What is required:
Quote exactly, and only, the lines of the material below from the line with "if entry.redeliver_at >" through the line with "entry.redeliver_at = now".

Material to process:
use crate::config::RelationCacheConfig;
use crate::error::Result;
use crate::kv::keys::relation_cache_key;
use crate::store::LikeStore;
use dashmap::mapref::entry::Entry;
use dashmap::DashMap;
use std::collections::HashSet;
use std::sync::Arc;
use std::time::Duration;
use tokio::time::Instant;
use tracing::debug;

/// Upper bound on actors loaded for one subject
const MAX_ACTORS_PER_SUBJECT: usize = 10_000;

struct CachedActors {
    actors: HashSet<i64>,
    /// False when the load hit the per-subject bound
    complete: bool,
    loaded_at: Instant,
}

/// Loads of one subject currently reading the store
struct InFlightLoad {
    loaders: usize,
    /// Toggles seen since the first loader started
    toggles: u64,
}

struct HitCounter {
    hits: u64,
    last_decay: Instant,
}

/// Actor sets of hot subjects.
///
/// Lookups count hits per subject; the count is halved every decay period.
/// A subject whose count reaches the threshold has its actors loaded from
/// the authoritative store and answered locally until the TTL runs out.
pub struct RelationCache {
    store: Arc<dyn LikeStore>,
    entries: DashMap<i64, CachedActors>,
    hits: DashMap<i64, HitCounter>,
    loading: DashMap<i64, InFlightLoad>,
    config: RelationCacheConfig,
}

impl RelationCache {
    pub fn new(store: Arc<dyn LikeStore>, config: RelationCacheConfig) -> Self {
        Self {
            store,
            entries: DashMap::new(),
            hits: DashMap::new(),
            loading: DashMap::new(),
            config,
        }
    }

    fn ttl(&self) -> Duration {
        Duration::from_secs(self.config.ttl_secs)
    }

    /// Count a hit and report whether the subject is now hot
    fn record_hit(&self, subject_id: i64) -> bool {
        let now = Instant::now();
        let decay = Duration::from_secs(self.config.decay_secs.max(1));
        let mut counter = self.hits.entry(subject_id).or_insert(HitCounter {
            hits: 0,
            last_decay: now,
        });

        let periods = now.saturating_duration_since(counter.last_decay).as_secs() / decay.as_secs();
        if periods > 0 {
            counter.hits = counter.hits.checked_shr(periods.min(63) as u32).unwrap_or(0);
            counter.last_decay = now;
        }
        counter.hits += 1;
        counter.hits >= self.config.hot_threshold
    }

    /// Whether `actor_id` likes `subject_id` according to the cache.
    ///
    /// `None` means the cache cannot answer and the caller has to look
    /// elsewhere.
    pub async fn contains(&self, actor_id: i64, subject_id: i64) -> Result<Option<bool>> {
        if !self.config.enabled {
            return Ok(None);
        }

        let hot = self.record_hit(subject_id);

        if let Some(answer) = self.lookup(actor_id, subject_id) {
            crate::metrics::record_relation_cache_lookup(true);
            return Ok(Some(answer));
        }
        crate::metrics::record_relation_cache_lookup(false);

        if !hot {
            return Ok(None);
        }

        self.load(subject_id).await?;
        Ok(self.lookup(actor_id, subject_id))
    }

    fn lookup(&self, actor_id: i64, subject_id: i64) -> Option<bool> {
        let cached = self.entries.get(&subject_id)?;
        if cached.loaded_at.elapsed() >= self.ttl() {
            drop(cached);
            self.entries.remove(&subject_id);
            return None;
        }
        if cached.actors.contains(&actor_id) {
            Some(true)
        } else if cached.complete {
            Some(false)
        } else {
            None
        }
    }

    /// Load the actor set of a subject.
    ///
    /// A set read while a toggle of the same subject committed may be stale,
    /// so it is dropped and the next hot lookup loads again.
    async fn load(&self, subject_id: i64) -> Result<()> {
        let started_at = {
            let mut in_flight = self.loading.entry(subject_id).or_insert(InFlightLoad {
                loaders: 0,
                toggles: 0,
            });
            in_flight.loaders += 1;
            in_flight.toggles
        };

        let loaded = self
            .store
            .actors_of_subject(subject_id, MAX_ACTORS_PER_SUBJECT)
            .await;

        // The in-flight guard stays locked until the set is stored so a
        // concurrent toggle either bumps the count or finds the entry
        let Entry::Occupied(mut in_flight) = self.loading.entry(subject_id) else {
            return loaded.map(|_| ());
        };
        let fresh = in_flight.get().toggles == started_at;
        match &loaded {
            Ok(actors) if fresh => self.store_loaded(subject_id, actors),
            Ok(_) => debug!(
                "Discarded actors of subject {} loaded during a toggle",
                relation_cache_key(subject_id)
            ),
            Err(_) => {}
        }
        in_flight.get_mut().loaders -= 1;
        if in_flight.get().loaders == 0 {
            in_flight.remove();
        }
        loaded.map(|_| ())
    }

    fn store_loaded(&self, subject_id: i64, actors: &[i64]) {
        let complete = actors.len() < MAX_ACTORS_PER_SUBJECT;

        if !self.entries.contains_key(&subject_id) && self.entries.len() >= self.config.max_entries {
            self.evict_oldest();
        }

        debug!(
            "Cached {} actors of hot subject {}",
            actors.len(),
            relation_cache_key(subject_id)
        );
        self.entries.insert(
            subject_id,
            CachedActors {
                actors: actors.iter().copied().collect(),
                complete,
                loaded_at: Instant::now(),
            },
        );
    }

    fn evict_oldest(&self) {
        let ttl = self.ttl();
        self.entries.retain(|_, cached| cached.loaded_at.elapsed() < ttl);
        if self.entries.len() < self.config.max_entries {
            return;
        }
        let oldest = self
            .entries
            .iter()
            .min_by_key(|entry| entry.loaded_at)
            .map(|entry| *entry.key());
        if let Some(subject_id) = oldest {
            self.entries.remove(&subject_id);
        }
    }

    /// Keep a cached actor set current after a successful toggle
    pub fn apply_toggle(&self, actor_id: i64, subject_id: i64, liked: bool) {
        if let Some(mut in_flight) = self.loading.get_mut(&subject_id) {
            in_flight.toggles += 1;
        }
        if let Some(mut cached) = self.entries.get_mut(&subject_id) {
            if liked {
                cached.actors.insert(actor_id);
            } else {
                cached.actors.remove(&actor_id);
            }
        }
    }

    pub fn invalidate(&self, subject_id: i64) {
        self.entries.remove(&subject_id);
    }

    pub fn is_cached(&self, subject_id: i64) -> bool {
        self.entries.contains_key(&subject_id)
    }

    pub fn len(&self) -> usize {
        self.entries.len()
    }

    pub fn is_empty(&self) -> bool {
        self.entries.is_empty()
    }
}
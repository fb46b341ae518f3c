mod reconciliation_test;
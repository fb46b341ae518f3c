use super::{BrokerConsumer, BrokerMessage, EventBroker, PendingPublish, RedeliveryPolicy};
use crate::config::BrokerConfig;
use crate::error::{LikeBridgeError, Result};
use async_trait::async_trait;
use std::collections::{BTreeMap, HashMap, VecDeque};
use std::sync::atomic::{AtomicBool, Ordering};
use std::sync::Arc;
use std::time::Duration;
use tokio::sync::{Mutex, Notify};
use tokio::time::Instant;

const POLL_INTERVAL: Duration = Duration::from_millis(20);

struct PendingEntry {
    payload: Vec<u8>,
    delivery_count: u32,
    redeliver_at: Instant,
}

struct GroupState {
    /// Log position of the next unread entry
    cursor: usize,
    pending: BTreeMap<u64, PendingEntry>,
}

/// Retained log entries of a topic.
///
/// `log[0]` sits at position `base`. Entries every group has read are
/// dropped since pending deliveries keep their own payload copy.
#[derive(Default)]
struct TopicState {
    log: VecDeque<(u64, Vec<u8>)>,
    base: usize,
    groups: HashMap<String, GroupState>,
}

impl TopicState {
    fn trim(&mut self, max_len: usize) {
        let read_by_all = self.groups.values().map(|g| g.cursor).min().unwrap_or(self.base);
        let mut surplus = read_by_all.saturating_sub(self.base);
        if max_len > 0 {
            surplus = surplus.max(self.log.len().saturating_sub(max_len));
        }
        let surplus = surplus.min(self.log.len());
        self.log.drain(..surplus);
        self.base += surplus;
    }
}

#[derive(Default)]
struct BrokerState {
    topics: HashMap<String, TopicState>,
    next_seq: u64,
}

struct Inner {
    state: Mutex<BrokerState>,
    notify: Notify,
    policy: RedeliveryPolicy,
    /// Retained entries per topic (0 = unbounded)
    max_len: usize,
    unavailable: AtomicBool,
    fail_async: AtomicBool,
}

/// Single-process broker with the redelivery semantics of the stream broker
#[derive(Clone)]
pub struct InMemoryBroker {
    inner: Arc<Inner>,
}

impl Default for InMemoryBroker {
    fn default() -> Self {
        Self::new()
    }
}

impl InMemoryBroker {
    pub fn new() -> Self {
        Self::from_config(&BrokerConfig::default())
    }

    pub fn from_config(config: &BrokerConfig) -> Self {
        Self::build(RedeliveryPolicy::from(config), config.max_stream_len)
    }

    pub fn with_policy(policy: RedeliveryPolicy) -> Self {
        Self::build(policy, BrokerConfig::default().max_stream_len)
    }

    fn build(policy: RedeliveryPolicy, max_len: usize) -> Self {
        Self {
            inner: Arc::new(Inner {
                state: Mutex::new(BrokerState::default()),
                notify: Notify::new(),
                policy,
                max_len,
                unavailable: AtomicBool::new(false),
                fail_async: AtomicBool::new(false),
            }),
        }
    }

    /// Refuse every publish synchronously until reset
    pub fn set_unavailable(&self, unavailable: bool) {
        self.inner.unavailable.store(unavailable, Ordering::SeqCst);
    }

    /// Accept asynchronous publishes but fail them after hand-off
    pub fn fail_async_publishes(&self, fail: bool) {
        self.inner.fail_async.store(fail, Ordering::SeqCst);
    }

    /// Payloads still retained for a topic, oldest first
    pub async fn published(&self, topic: &str) -> Vec<Vec<u8>> {
        let state = self.inner.state.lock().await;
        state
            .topics
            .get(topic)
            .map(|t| t.log.iter().map(|(_, payload)| payload.clone()).collect())
            .unwrap_or_default()
    }

    /// Delivered but unacknowledged messages of a subscription
    pub async fn pending_count(&self, topic: &str, subscription: &str) -> usize {
        let state = self.inner.state.lock().await;
        state
            .topics
            .get(topic)
            .and_then(|t| t.groups.get(subscription))
            .map(|g| g.pending.len())
            .unwrap_or(0)
    }

    async fn append(&self, topic: &str, payload: Vec<u8>) -> String {
        let mut state = self.inner.state.lock().await;
        state.next_seq += 1;
        let seq = state.next_seq;
        let topic = state.topics.entry(topic.to_string()).or_default();
        topic.log.push_back((seq, payload));
        topic.trim(self.inner.max_len);
        drop(state);
        self.inner.notify.notify_waiters();
        seq.to_string()
    }

    fn check_available(&self) -> Result<()> {
        if self.inner.unavailable.load(Ordering::SeqCst) {
            return Err(LikeBridgeError::Broker("broker unavailable".to_string()));
        }
        Ok(())
    }
}

#[async_trait]
impl EventBroker for InMemoryBroker {
    async fn publish(&self, topic: &str, payload: Vec<u8>) -> Result<String> {
        self.check_available()?;
        Ok(self.append(topic, payload).await)
    }

    async fn publish_async(&self, topic: &str, payload: Vec<u8>) -> Result<PendingPublish> {
        self.check_available()?;
        if self.inner.fail_async.load(Ordering::SeqCst) {
            return Ok(PendingPublish::spawn(async {
                Err(LikeBridgeError::Delivery(
                    "broker rejected the message".to_string(),
                ))
            }));
        }
        let broker = self.clone();
        let topic = topic.to_string();
        Ok(PendingPublish::spawn(async move {
            Ok(broker.append(&topic, payload).await)
        }))
    }

    async fn subscribe(
        &self,
        topic: &str,
        subscription: &str,
        _consumer_name: &str,
    ) -> Result<Box<dyn BrokerConsumer>> {
        self.check_available()?;
        let mut state = self.inner.state.lock().await;
        let topic_state = state.topics.entry(topic.to_string()).or_default();
        let base = topic_state.base;
        topic_state
            .groups
            .entry(subscription.to_string())
            .or_insert_with(|| GroupState {
                cursor: base,
                pending: BTreeMap::new(),
            });

        Ok(Box::new(InMemoryConsumer {
            inner: self.inner.clone(),
            topic: topic.to_string(),
            subscription: subscription.to_string(),
        }))
    }

    async fn ping(&self) -> Result<()> {
        self.check_available()
    }
}

struct InMemoryConsumer {
    inner: Arc<Inner>,
    topic: String,
    subscription: String,
}

impl InMemoryConsumer {
    async fn take_ready(&self, max_messages: usize) -> Vec<BrokerMessage> {
        let mut state = self.inner.state.lock().await;
        let now = Instant::now();
        let ack_timeout = self.inner.policy.ack_timeout;

        let Some(topic) = state.topics.get_mut(&self.topic) else {
            return Vec::new();
        };
        let Some(group) = topic.groups.get_mut(&self.subscription) else {
            return Vec::new();
        };

        let mut batch = Vec::new();

        for (seq, entry) in group.pending.iter_mut() {
            if batch.len() >= max_messages {
                break;
            }
            if entry.redeliver_at > now {
                continue;
            }
            let redelivery_count = entry.delivery_count;
            entry.delivery_count += 1;
            entry.redeliver_at = now + ack_timeout.delay(redelivery_count);
            batch.push(BrokerMessage {
                id: seq.to_string(),
                payload: entry.payload.clone(),
                redelivery_count,
            });
        }

        // Entries dropped by the length cap are gone for lagging groups too
        group.cursor = group.cursor.max(topic.base);
        let end = topic.base + topic.log.len();
        while batch.len() < max_messages && group.cursor < end {
            let (seq, payload) = &topic.log[group.cursor - topic.base];
            group.cursor += 1;
            group.pending.insert(
                *seq,
                PendingEntry {
                    payload: payload.clone(),
                    delivery_count: 1,
                    redeliver_at: now + ack_timeout.delay(0),
                },
            );
            batch.push(BrokerMessage {
                id: seq.to_string(),
                payload: payload.clone(),
                redelivery_count: 0,
            });
        }

        topic.trim(self.inner.max_len);
        batch
    }

    async fn with_pending<F>(&self, message_id: &str, apply: F)
    where
        F: FnOnce(&mut BTreeMap<u64, PendingEntry>, u64),
    {
        let Ok(seq) = message_id.parse::<u64>() else {
            return;
        };
        let mut state = self.inner.state.lock().await;
        if let Some(group) = state
            .topics
            .get_mut(&self.topic)
            .and_then(|t| t.groups.get_mut(&self.subscription))
        {
            apply(&mut group.pending, seq);
        }
    }
}

#[async_trait]
impl BrokerConsumer for InMemoryConsumer {
    async fn batch_receive(
        &mut self,
        max_messages: usize,
        timeout: Duration,
    ) -> Result<Vec<BrokerMessage>> {
        let deadline = Instant::now() + timeout;
        loop {
            let notified = self.inner.notify.notified();
            let batch = self.take_ready(max_messages.max(1)).await;
            if !batch.is_empty() {
                return Ok(batch);
            }

            let now = Instant::now();
            if now >= deadline {
                return Ok(Vec::new());
            }
            tokio::select! {
                _ = notified => {}
                _ = tokio::time::sleep(POLL_INTERVAL.min(deadline - now)) => {}
            }
        }
    }

    async fn ack(&mut self, message_id: &str) -> Result<()> {
        self.with_pending(message_id, |pending, seq| {
            pending.remove(&seq);
        })
        .await;
        Ok(())
    }

    async fn nack(&mut self, message: &BrokerMessage) -> Result<()> {
        let delay = self.inner.policy.nack.delay(message.redelivery_count);
        self.with_pending(&message.id, |pending, seq| {
            if let Some(entry) = pending.get_mut(&seq) {
                entry.redeliver_at = Instant::now() + delay;
            }
        })
        .await;
        Ok(())
    }
}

Result:
            if entry.redeliver_at > now {
                continue;
            }
            let redelivery_count = entry.delivery_count;
            entry.delivery_count += 1;
            entry.redeliver_at = now + ack_timeout.delay(redelivery_count);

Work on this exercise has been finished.